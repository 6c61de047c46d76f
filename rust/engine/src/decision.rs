//! Wager decisions and the contract every wagering participant must satisfy.
//!
//! The state machine in [`crate::wager`] only ever offers one of two option
//! sets, so [`LegalOptions`] models exactly those two and nothing else.

use serde::{Deserialize, Serialize};
use std::fmt;
use std::str::FromStr;
use thiserror::Error;

/// A single betting decision.
#[derive(Debug, Copy, Clone, Eq, PartialEq, Hash, Serialize, Deserialize)]
#[serde(rename_all = "lowercase")]
pub enum WagerDecision {
    /// Pass without betting (active player only)
    Check,
    /// Put one unit in the pot (active player only)
    Raise,
    /// Match the raise (non-active player only)
    Call,
    /// Concede the game to the raiser (non-active player only)
    Fold,
}

impl WagerDecision {
    pub fn as_str(&self) -> &'static str {
        match self {
            WagerDecision::Check => "check",
            WagerDecision::Raise => "raise",
            WagerDecision::Call => "call",
            WagerDecision::Fold => "fold",
        }
    }
}

impl fmt::Display for WagerDecision {
    fn fmt(&self, f: &mut fmt::Formatter<'_>) -> fmt::Result {
        f.write_str(self.as_str())
    }
}

impl FromStr for WagerDecision {
    type Err = DecisionError;

    fn from_str(s: &str) -> Result<Self, Self::Err> {
        match s.trim().to_lowercase().as_str() {
            "check" => Ok(WagerDecision::Check),
            "raise" => Ok(WagerDecision::Raise),
            "call" => Ok(WagerDecision::Call),
            "fold" => Ok(WagerDecision::Fold),
            other => Err(DecisionError::UnknownDecision(other.to_string())),
        }
    }
}

/// The two option sets a decision source can be asked to choose from.
#[derive(Debug, Copy, Clone, Eq, PartialEq, Hash, Serialize, Deserialize)]
#[serde(rename_all = "snake_case")]
pub enum LegalOptions {
    /// `{check, raise}`, offered to the player who just moved
    CheckRaise,
    /// `{call, fold}`, offered to the opponent after a raise
    CallFold,
}

impl LegalOptions {
    pub fn options(&self) -> &'static [WagerDecision] {
        match self {
            LegalOptions::CheckRaise => &[WagerDecision::Check, WagerDecision::Raise],
            LegalOptions::CallFold => &[WagerDecision::Call, WagerDecision::Fold],
        }
    }

    pub fn contains(&self, decision: WagerDecision) -> bool {
        self.options().contains(&decision)
    }
}

impl fmt::Display for LegalOptions {
    fn fmt(&self, f: &mut fmt::Formatter<'_>) -> fmt::Result {
        let names: Vec<&str> = self.options().iter().map(|d| d.as_str()).collect();
        write!(f, "[{}]", names.join(", "))
    }
}

/// Raised by a decision source that cannot produce a member of the requested set.
#[derive(Debug, Error, Clone, PartialEq, Eq)]
pub enum DecisionError {
    #[error("No decision found in square brackets in response: {response}")]
    MissingMarker { response: String },
    #[error("Unknown decision '{0}'")]
    UnknownDecision(String),
    #[error("Decision '{decision}' not in valid options: {legal}")]
    IllegalOption {
        decision: WagerDecision,
        legal: LegalOptions,
    },
    #[error("Text generation failed: {0}")]
    Generation(String),
}

/// Capability shared by every wagering participant.
///
/// A conforming implementation returns a member of `legal`, or fails with a
/// [`DecisionError`]. It never returns a value outside the set.
///
/// # Example Implementation
///
/// ```rust
/// use derby_engine::decision::{DecisionError, DecisionSource, LegalOptions, WagerDecision};
///
/// struct AlwaysFirst;
///
/// impl DecisionSource for AlwaysFirst {
///     fn request_decision(
///         &mut self,
///         _context: &str,
///         legal: LegalOptions,
///     ) -> Result<WagerDecision, DecisionError> {
///         Ok(legal.options()[0])
///     }
///
///     fn name(&self) -> &str {
///         "AlwaysFirst"
///     }
/// }
///
/// let mut source = AlwaysFirst;
/// let d = source.request_decision("board", LegalOptions::CallFold).unwrap();
/// assert_eq!(d, WagerDecision::Call);
/// ```
pub trait DecisionSource: Send {
    /// Choose one option from `legal` given the observation text `context`.
    fn request_decision(
        &mut self,
        context: &str,
        legal: LegalOptions,
    ) -> Result<WagerDecision, DecisionError>;

    fn name(&self) -> &str;
}

#[cfg(test)]
mod tests {
    use super::*;

    #[test]
    fn from_str_is_case_and_whitespace_insensitive() {
        assert_eq!(" RAISE ".parse::<WagerDecision>(), Ok(WagerDecision::Raise));
        assert_eq!("Fold".parse::<WagerDecision>(), Ok(WagerDecision::Fold));
        assert_eq!(
            "dance".parse::<WagerDecision>(),
            Err(DecisionError::UnknownDecision("dance".into()))
        );
    }

    #[test]
    fn legal_sets_are_disjoint() {
        for d in LegalOptions::CheckRaise.options() {
            assert!(!LegalOptions::CallFold.contains(*d));
        }
        assert!(LegalOptions::CheckRaise.contains(WagerDecision::Check));
        assert!(LegalOptions::CallFold.contains(WagerDecision::Fold));
    }

    #[test]
    fn legal_options_display() {
        assert_eq!(LegalOptions::CheckRaise.to_string(), "[check, raise]");
        assert_eq!(LegalOptions::CallFold.to_string(), "[call, fold]");
    }

    #[test]
    fn decisions_serialize_lowercase() {
        let s = serde_json::to_string(&WagerDecision::Call).unwrap();
        assert_eq!(s, "\"call\"");
        let back: WagerDecision = serde_json::from_str("\"check\"").unwrap();
        assert_eq!(back, WagerDecision::Check);
    }
}
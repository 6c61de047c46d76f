//! Single-bet wager resolution.
//!
//! After every game move that does not end the game, the player who moved is
//! offered `{check, raise}`. A raise puts one unit in the pot and hands the
//! opponent `{call, fold}`. A call adds a second unit; a fold hands the game
//! to the raiser.
//!
//! A decision source that errors or answers outside the offered set ends the
//! round as [`Resolution::InvalidDecision`]: no further pot change and no
//! winner override. The failure is logged, never propagated.

use serde::{Deserialize, Serialize};
use tracing::{debug, info, warn};

use crate::decision::{DecisionError, DecisionSource, LegalOptions, WagerDecision};
use crate::env::{opponent, Environment, GameOutcome, PlayerId};
use crate::errors::StepError;
use crate::logger::{RoundLogger, RoundRecord};

/// Position of a round in the betting protocol. No state is ever revisited.
#[derive(Debug, Copy, Clone, Eq, PartialEq, Serialize, Deserialize)]
pub enum RoundState {
    AwaitingActiveDecision,
    AwaitingOpponentDecision,
    Resolved,
}

/// How a round ended.
#[derive(Debug, Copy, Clone, Eq, PartialEq, Hash, Serialize, Deserialize)]
#[serde(rename_all = "snake_case")]
pub enum Resolution {
    Checked,
    Called,
    Folded,
    InvalidDecision,
}

/// One decision request and its answer.
#[derive(Debug, Clone, Eq, PartialEq, Serialize, Deserialize)]
pub struct DecisionRecord {
    pub player: PlayerId,
    pub legal: LegalOptions,
    /// `None` when the source failed to answer
    pub decision: Option<WagerDecision>,
    #[serde(default)]
    pub error: Option<String>,
}

/// Betting state for the move that was just played.
///
/// # Examples
///
/// ```
/// use derby_engine::decision::{LegalOptions, WagerDecision};
/// use derby_engine::wager::{Resolution, WagerRound};
///
/// let mut round = WagerRound::new(0);
/// assert_eq!(round.pending_request(), Some((0, LegalOptions::CheckRaise)));
/// round.apply(WagerDecision::Raise).unwrap();
/// assert_eq!(round.pending_request(), Some((1, LegalOptions::CallFold)));
/// round.apply(WagerDecision::Call).unwrap();
/// assert_eq!(round.pot(), 2);
/// assert_eq!(round.resolution(), Some(Resolution::Called));
/// assert_eq!(round.pending_request(), None);
/// ```
#[derive(Debug, Clone)]
pub struct WagerRound {
    active: PlayerId,
    non_active: PlayerId,
    pot: u32,
    resolved: bool,
    state: RoundState,
    resolution: Option<Resolution>,
    decisions: Vec<DecisionRecord>,
}

impl WagerRound {
    pub fn new(active: PlayerId) -> Self {
        Self {
            active,
            non_active: opponent(active),
            pot: 0,
            resolved: false,
            state: RoundState::AwaitingActiveDecision,
            resolution: None,
            decisions: Vec::with_capacity(2),
        }
    }

    pub fn active(&self) -> PlayerId {
        self.active
    }
    pub fn non_active(&self) -> PlayerId {
        self.non_active
    }
    pub fn pot(&self) -> u32 {
        self.pot
    }
    pub fn is_resolved(&self) -> bool {
        self.resolved
    }
    pub fn state(&self) -> RoundState {
        self.state
    }
    pub fn resolution(&self) -> Option<Resolution> {
        self.resolution
    }
    pub fn decisions(&self) -> &[DecisionRecord] {
        &self.decisions
    }

    /// Who must decide next and from which set, or `None` once resolved.
    pub fn pending_request(&self) -> Option<(PlayerId, LegalOptions)> {
        match self.state {
            RoundState::AwaitingActiveDecision => Some((self.active, LegalOptions::CheckRaise)),
            RoundState::AwaitingOpponentDecision => {
                Some((self.non_active, LegalOptions::CallFold))
            }
            RoundState::Resolved => None,
        }
    }

    pub fn record(
        &mut self,
        player: PlayerId,
        legal: LegalOptions,
        result: &Result<WagerDecision, DecisionError>,
    ) {
        let (decision, error) = match result {
            Ok(d) => (Some(*d), None),
            Err(e) => (None, Some(e.to_string())),
        };
        self.decisions.push(DecisionRecord {
            player,
            legal,
            decision,
            error,
        });
    }

    /// Advance with a decision; anything not legal in the current state invalidates the round.
    pub fn apply(&mut self, decision: WagerDecision) -> Result<(), StepError> {
        match (self.state, decision) {
            (RoundState::AwaitingActiveDecision, WagerDecision::Check) => self.check(),
            (RoundState::AwaitingActiveDecision, WagerDecision::Raise) => self.raise(),
            (RoundState::AwaitingOpponentDecision, WagerDecision::Call) => self.call(),
            (RoundState::AwaitingOpponentDecision, WagerDecision::Fold) => self.fold(),
            _ => self.invalidate(),
        }
    }

    pub fn check(&mut self) -> Result<(), StepError> {
        self.expect_state(RoundState::AwaitingActiveDecision, "check")?;
        self.resolve(Resolution::Checked);
        Ok(())
    }

    pub fn raise(&mut self) -> Result<(), StepError> {
        self.expect_state(RoundState::AwaitingActiveDecision, "raise")?;
        self.pot += 1;
        self.state = RoundState::AwaitingOpponentDecision;
        Ok(())
    }

    pub fn call(&mut self) -> Result<(), StepError> {
        self.expect_state(RoundState::AwaitingOpponentDecision, "call")?;
        self.pot += 1;
        self.resolve(Resolution::Called);
        Ok(())
    }

    pub fn fold(&mut self) -> Result<(), StepError> {
        self.expect_state(RoundState::AwaitingOpponentDecision, "fold")?;
        self.resolve(Resolution::Folded);
        Ok(())
    }

    /// End the round with neutral effect.
    pub fn invalidate(&mut self) -> Result<(), StepError> {
        if self.state == RoundState::Resolved {
            return Err(StepError::UnexpectedState {
                state: self.state,
                transition: "invalidate",
            });
        }
        self.resolve(Resolution::InvalidDecision);
        Ok(())
    }

    fn expect_state(
        &self,
        expected: RoundState,
        transition: &'static str,
    ) -> Result<(), StepError> {
        if self.state != expected {
            return Err(StepError::UnexpectedState {
                state: self.state,
                transition,
            });
        }
        Ok(())
    }

    fn resolve(&mut self, resolution: Resolution) {
        self.state = RoundState::Resolved;
        self.resolution = Some(resolution);
        self.resolved = true;
    }
}

/// Pipeline stage that runs a wager round after each non-terminal game move.
pub struct WagerStage<E> {
    inner: E,
    /// Decision source per seat, indexed by player id
    sources: [Box<dyn DecisionSource>; 2],
    game_id: u32,
    turn: u32,
    last_round: Option<WagerRound>,
    history: Vec<RoundRecord>,
    logger: Option<RoundLogger>,
}

impl<E: Environment> WagerStage<E> {
    pub fn new(inner: E, sources: [Box<dyn DecisionSource>; 2]) -> Self {
        Self {
            inner,
            sources,
            game_id: 0,
            turn: 0,
            last_round: None,
            history: Vec::new(),
            logger: None,
        }
    }

    /// Stream every resolved round to `logger`.
    pub fn with_logger(mut self, logger: RoundLogger) -> Self {
        self.logger = Some(logger);
        self
    }

    pub fn inner(&self) -> &E {
        &self.inner
    }
    pub fn inner_mut(&mut self) -> &mut E {
        &mut self.inner
    }
    pub fn last_round(&self) -> Option<&WagerRound> {
        self.last_round.as_ref()
    }
    /// Rounds resolved since the last reset.
    pub fn rounds(&self) -> &[RoundRecord] {
        &self.history
    }
    pub fn game_id(&self) -> u32 {
        self.game_id
    }

    pub fn total_pot(&self) -> u32 {
        self.history.iter().map(|r| r.pot).sum()
    }

    /// Apply `action` through the wrapped environment, then resolve the wager round.
    pub fn resolve_step(&mut self, action: &str) -> Result<GameOutcome, StepError> {
        let (active, observation) = self.inner.observation();
        if active > 1 {
            return Err(StepError::InvalidPlayer(active));
        }

        let outcome = self.inner.step(action)?;
        self.turn += 1;
        if outcome.done {
            return Ok(outcome);
        }

        let mut round = WagerRound::new(active);
        while let Some((player, legal)) = round.pending_request() {
            let source = &mut self.sources[player];
            let result = source.request_decision(&observation, legal);
            round.record(player, legal, &result);
            match result {
                Ok(decision) if legal.contains(decision) => {
                    debug!(player, source = source.name(), %decision, %legal, "wager decision");
                    round.apply(decision)?;
                }
                Ok(decision) => {
                    warn!(player, source = source.name(), %decision, %legal, "decision outside legal options; resolving round");
                    round.invalidate()?;
                }
                Err(e) => {
                    warn!(player, source = source.name(), error = %e, "invalid decision; resolving round");
                    round.invalidate()?;
                }
            }
        }

        if round.resolution() == Some(Resolution::Folded) {
            self.inner.set_winners(
                vec![active],
                format!("Player {} wins by opponent folding.", active),
            );
        }
        info!(
            game = self.game_id,
            turn = self.turn,
            active,
            pot = round.pot(),
            resolution = ?round.resolution(),
            "wager round resolved"
        );

        // the round is recorded before the sink sees it, so a failed write
        // still leaves history and outcome in agreement
        self.history.push(RoundRecord::from_round(
            self.game_id,
            self.turn,
            action,
            &round,
        ));
        self.last_round = Some(round);
        if let (Some(logger), Some(record)) = (&mut self.logger, self.history.last()) {
            logger.write(record)?;
        }

        Ok(self.inner.outcome())
    }
}

impl<E: Environment> Environment for WagerStage<E> {
    fn reset(&mut self) {
        self.inner.reset();
        self.game_id += 1;
        self.turn = 0;
        self.last_round = None;
        self.history.clear();
    }

    fn step(&mut self, action: &str) -> Result<GameOutcome, StepError> {
        self.resolve_step(action)
    }

    fn observation(&self) -> (PlayerId, String) {
        self.inner.observation()
    }

    fn outcome(&self) -> GameOutcome {
        self.inner.outcome()
    }

    fn set_winners(&mut self, players: Vec<PlayerId>, reason: String) {
        self.inner.set_winners(players, reason);
    }

    fn legal_actions(&self) -> Vec<String> {
        self.inner.legal_actions()
    }
}

impl<E: std::fmt::Debug> std::fmt::Debug for WagerStage<E> {
    fn fmt(&self, f: &mut std::fmt::Formatter<'_>) -> std::fmt::Result {
        let names: Vec<&str> = self.sources.iter().map(|s| s.name()).collect();
        f.debug_struct("WagerStage")
            .field("inner", &self.inner)
            .field("sources", &names)
            .field("game_id", &self.game_id)
            .field("turn", &self.turn)
            .finish()
    }
}
use std::io;

fn main() {
    derby_cli::logging::init_logging();
    let code = derby_cli::run(std::env::args(), &mut io::stdout(), &mut io::stderr());
    std::process::exit(code);
}
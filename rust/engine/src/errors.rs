use thiserror::Error;

use crate::wager::RoundState;

/// Illegal moves reported by the reference game.
#[derive(Debug, Error, PartialEq, Eq)]
pub enum GameError {
    #[error("Column {column} out of range (board has {columns} columns)")]
    ColumnOutOfRange { column: usize, columns: usize },
    #[error("Column {column} is full")]
    ColumnFull { column: usize },
    #[error("Could not read a move from '{0}'")]
    UnparseableMove(String),
    #[error("Game already over")]
    GameOver,
}

/// Errors surfaced by [`crate::env::Environment::step`] on any stage of the pipeline.
#[derive(Debug, Error)]
pub enum StepError {
    #[error(transparent)]
    Game(#[from] GameError),
    #[error("Cannot {transition} a wager round in state {state:?}")]
    UnexpectedState {
        state: RoundState,
        transition: &'static str,
    },
    #[error("Player id {0} is not a seat at a two-player table")]
    InvalidPlayer(usize),
    #[error("I/O error: {0}")]
    Io(#[from] std::io::Error),
}
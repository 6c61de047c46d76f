//! Pipeline stages composed around a game.
//!
//! Every stage owns the next one and exposes the same [`Environment`]
//! contract, so a session is simply
//! `RenderStage<WagerStage<ObservationStage<Game>>>`.

use std::io::Write;

use crate::decision::DecisionSource;
use crate::env::{Environment, GameOutcome, PlayerId};
use crate::errors::StepError;
use crate::logger::RoundLogger;
use crate::wager::WagerStage;

/// Appends the move history to every observation so text agents see the whole game.
#[derive(Debug, Clone)]
pub struct ObservationStage<E> {
    inner: E,
    moves: Vec<(PlayerId, String)>,
}

impl<E: Environment> ObservationStage<E> {
    pub fn new(inner: E) -> Self {
        Self {
            inner,
            moves: Vec::new(),
        }
    }

    pub fn inner(&self) -> &E {
        &self.inner
    }

    pub fn moves(&self) -> &[(PlayerId, String)] {
        &self.moves
    }
}

impl<E: Environment> Environment for ObservationStage<E> {
    fn reset(&mut self) {
        self.inner.reset();
        self.moves.clear();
    }

    fn step(&mut self, action: &str) -> Result<GameOutcome, StepError> {
        let (player, _) = self.inner.observation();
        let outcome = self.inner.step(action)?;
        self.moves.push((player, action.trim().to_string()));
        Ok(outcome)
    }

    fn observation(&self) -> (PlayerId, String) {
        let (player, text) = self.inner.observation();
        if self.moves.is_empty() {
            return (player, text);
        }
        let mut full = text;
        full.push_str("Move history:\n");
        for (i, (p, action)) in self.moves.iter().enumerate() {
            full.push_str(&format!("  {}. Player {}: {}\n", i + 1, p, action));
        }
        (player, full)
    }

    fn outcome(&self) -> GameOutcome {
        self.inner.outcome()
    }

    fn set_winners(&mut self, players: Vec<PlayerId>, reason: String) {
        self.inner.set_winners(players, reason);
    }

    fn legal_actions(&self) -> Vec<String> {
        self.inner.legal_actions()
    }
}

/// Writes each move, the resulting observation and the final result to `out`.
///
/// With moves hidden only the result line of each game is written.
pub struct RenderStage<E, W> {
    inner: E,
    names: [String; 2],
    out: W,
    show_moves: bool,
}

impl<E: Environment, W: Write> RenderStage<E, W> {
    pub fn new(inner: E, names: [String; 2], out: W) -> Self {
        Self {
            inner,
            names,
            out,
            show_moves: true,
        }
    }

    pub fn show_moves(mut self, show: bool) -> Self {
        self.show_moves = show;
        self
    }

    /// The sink this stage renders into, for callers that interleave their own output.
    pub fn writer(&mut self) -> &mut W {
        &mut self.out
    }

    pub fn inner(&self) -> &E {
        &self.inner
    }

    pub fn into_inner(self) -> E {
        self.inner
    }

    fn name(&self, player: PlayerId) -> &str {
        self.names
            .get(player)
            .map(String::as_str)
            .unwrap_or("unknown")
    }

    fn render_outcome(&mut self, outcome: &GameOutcome) -> std::io::Result<()> {
        let Some(winners) = &outcome.winners else {
            return Ok(());
        };
        let names: Vec<String> = winners
            .players
            .iter()
            .map(|p| self.name(*p).to_string())
            .collect();
        if names.is_empty() {
            writeln!(self.out, "Result: draw ({})", winners.reason)
        } else {
            writeln!(self.out, "Result: {} won ({})", names.join(", "), winners.reason)
        }
    }
}

impl<E: Environment, W: Write> Environment for RenderStage<E, W> {
    fn reset(&mut self) {
        self.inner.reset();
    }

    fn step(&mut self, action: &str) -> Result<GameOutcome, StepError> {
        let (player, _) = self.inner.observation();
        let outcome = self.inner.step(action)?;
        if self.show_moves {
            let name = self.name(player).to_string();
            writeln!(self.out, "{} plays {}", name, action.trim())?;
            let (_, observation) = self.inner.observation();
            write!(self.out, "{}", observation)?;
        }
        if outcome.done {
            self.render_outcome(&outcome)?;
        }
        Ok(outcome)
    }

    fn observation(&self) -> (PlayerId, String) {
        self.inner.observation()
    }

    fn outcome(&self) -> GameOutcome {
        self.inner.outcome()
    }

    fn set_winners(&mut self, players: Vec<PlayerId>, reason: String) {
        self.inner.set_winners(players, reason);
    }

    fn legal_actions(&self) -> Vec<String> {
        self.inner.legal_actions()
    }
}

/// Fully assembled session: render, wager, observation, game.
pub type Pipeline<G, W> = RenderStage<WagerStage<ObservationStage<G>>, W>;

/// Assemble the standard stage order around `game`.
///
/// # Examples
///
/// ```
/// use derby_engine::connect_four::ConnectFour;
/// use derby_engine::decision::{DecisionError, DecisionSource, LegalOptions, WagerDecision};
/// use derby_engine::env::Environment;
/// use derby_engine::stages::build_pipeline;
///
/// struct Checker;
/// impl DecisionSource for Checker {
///     fn request_decision(&mut self, _: &str, l: LegalOptions) -> Result<WagerDecision, DecisionError> {
///         Ok(l.options()[0])
///     }
///     fn name(&self) -> &str { "Checker" }
/// }
///
/// let mut out = Vec::new();
/// let mut env = build_pipeline(
///     ConnectFour::new(),
///     [Box::new(Checker), Box::new(Checker)],
///     ["Alice".into(), "Bob".into()],
///     None,
///     &mut out,
/// );
/// env.reset();
/// let outcome = env.step("[3]").unwrap();
/// assert!(!outcome.done);
/// assert_eq!(env.inner().last_round().unwrap().pot(), 0);
/// ```
pub fn build_pipeline<G: Environment, W: Write>(
    game: G,
    sources: [Box<dyn DecisionSource>; 2],
    names: [String; 2],
    logger: Option<RoundLogger>,
    out: W,
) -> Pipeline<G, W> {
    let mut wager = WagerStage::new(ObservationStage::new(game), sources);
    if let Some(logger) = logger {
        wager = wager.with_logger(logger);
    }
    RenderStage::new(wager, names, out)
}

→ The task
The lines above from the one containing "use std::io::Write;" through the one containing "the whole game." are to be set down exactly, and no others.

→ Solved problem
use std::io::Write;

use crate::decision::DecisionSource;
use crate::env::{Environment, GameOutcome, PlayerId};
use crate::errors::StepError;
use crate::logger::RoundLogger;
use crate::wager::WagerStage;

/// Appends the move history to every observation so text agents see the whole game.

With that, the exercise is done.